“In werken van oude Hollandse meesters speelde globalisering al een rol”
Thijs Weststeijn in Trouw
Nieuwe werelddelen werden zichtbaar in de schilderijen van de zeventiende-eeuwse Hollandse meesters, en hun mondiale perspectieven gingen de wereld over. Hoogleraar Kunstgeschiedenis Thijs Weststeijn deed er onderzoek naar en belichtte zijn project The Dutch Global Age in Trouw.

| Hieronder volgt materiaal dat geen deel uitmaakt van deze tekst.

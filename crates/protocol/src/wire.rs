//! JSON shapes served by the compiler's insight server.
//!
//! These mirror the server's responses field-for-field and perform no
//! validation; `thorn-insight-core` converts them into checked model types.

use std::collections::BTreeMap;

use serde::{Deserialize, Serialize};

pub type FileId = u64;

/// A `[low, high)` byte-offset pair as sent by the server (`[12, 40]`).
#[derive(Debug, Clone, Copy, PartialEq, Eq, Hash, Serialize, Deserialize)]
pub struct WireSpan(pub u64, pub u64);

impl WireSpan {
    pub fn low(&self) -> u64 {
        self.0
    }

    pub fn high(&self) -> u64 {
        self.1
    }
}

/// One entry of `GET /files`: `[id, "src/main.br"]`.
#[derive(Debug, Clone, PartialEq, Eq, Serialize, Deserialize)]
pub struct FileEntry(pub FileId, pub String);

/// Body of `GET /files/{id}`: `["<text>", [start, end]]`.
#[derive(Debug, Clone, PartialEq, Eq, Serialize, Deserialize)]
pub struct FileContent(pub String, pub WireSpan);

/// A single compiler trace event, as returned by `GET /data` and embedded in
/// graph payloads.
#[derive(Debug, Clone, PartialEq, Eq, Serialize, Deserialize)]
pub struct TraceEventRecord {
    #[serde(default, skip_serializing_if = "Option::is_none")]
    pub id: Option<u64>,
    #[serde(default, skip_serializing_if = "Option::is_none")]
    pub parent_id: Option<u64>,
    pub stage: String,
    pub source: WireSpan,
    #[serde(default)]
    pub ok: Option<String>,
    #[serde(default)]
    pub error: Option<String>,
    #[serde(rename = "ref", default)]
    pub ref_span: Option<WireSpan>,
}

#[derive(Debug, Clone, Copy, PartialEq, Eq, Hash, Serialize, Deserialize)]
pub enum EdgeKind {
    /// Direct syntactic relationship; drives the layout hierarchy.
    Parent,
    /// The source node used the target node as context during resolution.
    Ref,
}

#[derive(Debug, Clone, PartialEq, Eq, Serialize, Deserialize)]
pub struct EdgeRecord {
    pub source: u64,
    pub target: u64,
    #[serde(rename = "ty", alias = "type")]
    pub kind: EdgeKind,
}

/// Graph nodes keyed by id.
///
/// The server emits a plain array whose indices are the ids edges refer to;
/// an explicit `{ "id": node }` object is accepted as well.
#[derive(Debug, Clone, PartialEq, Eq, Serialize, Deserialize)]
#[serde(untagged)]
pub enum NodeTable {
    List(Vec<TraceEventRecord>),
    Map(BTreeMap<String, TraceEventRecord>),
}

impl NodeTable {
    /// Nodes paired with their ids, in ascending id order. Object keys that
    /// are not integers are skipped.
    pub fn into_indexed(self) -> Vec<(u64, TraceEventRecord)> {
        match self {
            NodeTable::List(nodes) => nodes
                .into_iter()
                .enumerate()
                .map(|(i, n)| (i as u64, n))
                .collect(),
            NodeTable::Map(nodes) => {
                let mut indexed: Vec<_> = nodes
                    .into_iter()
                    .filter_map(|(k, n)| k.trim().parse::<u64>().ok().map(|id| (id, n)))
                    .collect();
                indexed.sort_by_key(|(id, _)| *id);
                indexed
            }
        }
    }

    pub fn len(&self) -> usize {
        match self {
            NodeTable::List(nodes) => nodes.len(),
            NodeTable::Map(nodes) => nodes.len(),
        }
    }

    pub fn is_empty(&self) -> bool {
        self.len() == 0
    }
}

impl Default for NodeTable {
    fn default() -> Self {
        NodeTable::List(Vec::new())
    }
}

/// Body of `GET /data/graph?stage=...`.
#[derive(Debug, Clone, Default, PartialEq, Eq, Serialize, Deserialize)]
pub struct GraphPayload {
    #[serde(default)]
    pub nodes: NodeTable,
    #[serde(default)]
    pub edges: Vec<EdgeRecord>,
}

Globalisering in de schilderkunst
Het islamitische hoofddoekje van Vermeers ‘Meisje met de parel’, het Chinese porselein dat opduikt in stillevens, de Indiase miniaturen die Rembrandt reproduceerde: het zijn allemaal zichtbare gevolgen van globalisering in de zeventiende eeuw. De wereld komt hier de schilderkunst binnen.
Het wereldbeeld dat de Hollandse meesters ontwikkelden, raakte vervolgens met de handel in hun werken verspreid over de globe. Die globalisering heeft destijds zijn voors en tegens gehad, zegt Weststeijn, er was discussie tussen adepten en critici, net als nu.
Nieuw perspectief
De globalisering geeft Weststeijn de kans een nieuw interpretatiekader te ontwikkelen voor de artistieke ontwikkeling in de zeventiende eeuw. “De Nederlandse kunst uit die tijd is vandaag populairder dan ooit buiten onze landsgrenzen. Tentoonstellingen van Hollandse meesters trekken recordaantallen bezoekers, zoals een paar jaar geleden in Tokio en Abu Dhabi.”
“Tegelijk is er in Nederland steeds meer onvrede over hoe wij zelf die meesters hebben verzameld en tentoongesteld”, vervolgt Weststeijn. “Want de bloei van de economie in de zeventiende eeuw, en daarmee de kunstmarkt, stoelde deels op de uitbuiting van mensen buiten Europa.”
Weststeijn vindt dat de oude meesters niet in het depot mogen belanden. “Laten we ze opnieuw bezien in het licht van de wisselwerking die ze hadden met de wereld buiten Europa.”
Vroege wereldwijde geschiedenis
Vorig jaar schreef Thijs Weststeijn het artikel ‘Saint Confucius, the Chinese Adam, and a Broken Mirror: Writing World History in the Seventeenth-Century Netherlands’ in History of Humanities, over vroege Europese pogingen om een wereldgeschiedenis te schrijven. Nederlanders probeerden in contact te komen met Chinese schriftelijke en materiële bronnen, en zelfs met een handvol vroege Chinese bezoekers aan Europa, wat deze uitwisseling wellicht tot een vroeg voorbeeld van wereldwijde geschiedenis maakte.